Prof. Drs. Andy Fefta Wijaya, MDA., Ph.D., Pakar Kebijakan Publik dari Fakultas Ilmu Administrasi Universitas Brawijaya (FIA UB), menilai bahwa efisiensi anggaran perlu dilakukan dengan pendekatan yang lebih selektif agar tidak berdampak negatif terhadap fungsi layanan publik.
Efisiensi Tidak Bisa Pukul Rata
Prof. Andy menjelaskan bahwa pendekatan efisiensi secara pukul rata dapat menghambat fungsi vital beberapa lembaga yang membutuhkan anggaran besar untuk menjalankan tugasnya.
“Efisiensi itu memang perlu, tetapi jika dilakukan pukul rata, ini berisiko mengurangi kualitas pelayanan publik. Ada lembaga yang sudah efisien tetapi tetap membutuhkan anggaran besar untuk fungsi-fungsi pelayanan,” tutur Dekan FIA UB ini (11/2/2024).
Menurutnya, efisiensi yang tidak terarah dapat mengorbankan fungsi strategis, seperti pendidikan, kesehatan, dan infrastruktur, yang menjadi penggerak utama ekonomi masyarakat.

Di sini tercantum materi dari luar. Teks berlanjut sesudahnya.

//! # Display Formatting
//!
//! en-US presentation of calculator results: dollar amounts with thousands separators,
//! grouped plain numbers, percentages and long-form dates.
//!
//! Rounding follows the exact binary value of the `f64`, the same as a browser's
//! `Number.prototype.toFixed`.
//!
//! ```rust
//! # use calckit::prelude::*;
//! assert_eq!(currency(1769.7905, 2), "$1,769.79");
//! assert_eq!(currency(-250_000.0, 0), "-$250,000");
//! assert_eq!(grouped(1234.56789, 4), "1,234.5679");
//! assert_eq!(percent(0.2214, 1), "22.1%");
//! ```

use chrono::NaiveDate;

/// Dollar amount with thousands separators and a fixed number of decimals.
pub fn currency(amount: f64, decimals: usize) -> String {
    if !amount.is_finite() {
        return non_finite(amount);
    }
    let fixed = format!("{:.*}", decimals, amount.abs());
    let sign = if amount < 0.0 && !is_zero(&fixed) {
        "-"
    } else {
        ""
    };
    format!("{sign}${}", group_fixed(&fixed))
}

/// Plain number with thousands separators and at most `max_fraction_digits` decimals.
///
/// Trailing zeros in the fraction are dropped.
pub fn grouped(value: f64, max_fraction_digits: usize) -> String {
    if !value.is_finite() {
        return non_finite(value);
    }
    let fixed = format!("{:.*}", max_fraction_digits, value.abs());
    let trimmed = if fixed.contains('.') {
        fixed.trim_end_matches('0').trim_end_matches('.')
    } else {
        fixed.as_str()
    };
    let sign = if value < 0.0 && !is_zero(trimmed) {
        "-"
    } else {
        ""
    };
    format!("{sign}{}", group_fixed(trimmed))
}

/// Whole count with thousands separators.
pub fn count(value: i64) -> String {
    let digits = value.unsigned_abs().to_string();
    let sign = if value < 0 { "-" } else { "" };
    format!("{sign}{}", group_digits(&digits))
}

/// Fraction shown as a percentage with a fixed number of decimals (0.22 → "22.0%").
pub fn percent(fraction: f64, decimals: usize) -> String {
    format!("{:.*}%", decimals, fraction * 100.0)
}

/// "Monday, January 6, 2025"
pub fn long_date(date: NaiveDate) -> String {
    date.format("%A, %B %-d, %Y").to_string()
}

/// "1/6/2025"
pub fn short_date(date: NaiveDate) -> String {
    date.format("%-m/%-d/%Y").to_string()
}

pub fn weekday_name(date: NaiveDate) -> String {
    date.format("%A").to_string()
}

// =======================================
// PRIVATE FUNCTIONS
// =======================================

fn non_finite(value: f64) -> String {
    if value.is_nan() {
        "NaN".to_string()
    } else if value > 0.0 {
        "∞".to_string()
    } else {
        "-∞".to_string()
    }
}

fn is_zero(fixed: &str) -> bool {
    fixed.chars().all(|c| c == '0' || c == '.')
}

// Groups the integer part of an unsigned fixed-point string
fn group_fixed(fixed: &str) -> String {
    match fixed.split_once('.') {
        Some((int_part, frac_part)) => format!("{}.{frac_part}", group_digits(int_part)),
        None => group_digits(fixed),
    }
}

fn group_digits(digits: &str) -> String {
    let mut out = String::with_capacity(digits.len() + digits.len() / 3);
    for (i, c) in digits.chars().enumerate() {
        if i > 0 && (digits.len() - i) % 3 == 0 {
            out.push(',');
        }
        out.push(c);
    }
    out
}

Baca juga : Pemotongan Anggaran Rp8 Triliun, Benarkah Pendidikan Bukan Lagi Prioritas
Evaluasi Jumlah Kementerian untuk Efisiensi Anggaran
Prof. Andy juga menyoroti aspek jumlah kementerian yang dinilai memberikan beban besar terhadap anggaran negara. Menurutnya, penambahan 22 kementerian baru hingga total menjadi 48 kementerian menciptakan kebutuhan anggaran yang besar untuk struktur birokrasi, seperti pengadaan staf ahli, direktur jenderal, sekretaris jenderal, dan berbagai posisi pendukung lainnya.
“Membuka kementerian baru itu tidak sederhana karena setiap kementerian membutuhkan struktur lengkap, mulai dari menteri, staf ahli, hingga direktur. Ini costly, apalagi jika standar jumlah staf ahli atau direktur di setiap kementerian ditetapkan sama. Ada baiknya jumlah kementerian dipertimbangkan kembali atau struktur di dalamnya dibuat lebih efisien,” jelas Prof. Andy.
Ia menyarankan agar jumlah staf ahli atau direktur disesuaikan dengan kebutuhan spesifik setiap kementerian untuk mengurangi beban anggaran tanpa mengurangi efektivitas kerja kementerian.
Efisiensi dan Target Pertumbuhan Ekonomi
Prof. Andy juga mengingatkan pentingnya mengukur dampak kebijakan efisiensi terhadap target pertumbuhan ekonomi nasional.
“Kita memiliki target pertumbuhan ekonomi sebesar 8% untuk mencapai visi Indonesia Emas 2045. Saat ini pertumbuhan kita masih di angka 5%. Jika kebijakan efisiensi ini tidak dirancang dengan baik, saya khawatir target tersebut sulit tercapai,” tambahnya.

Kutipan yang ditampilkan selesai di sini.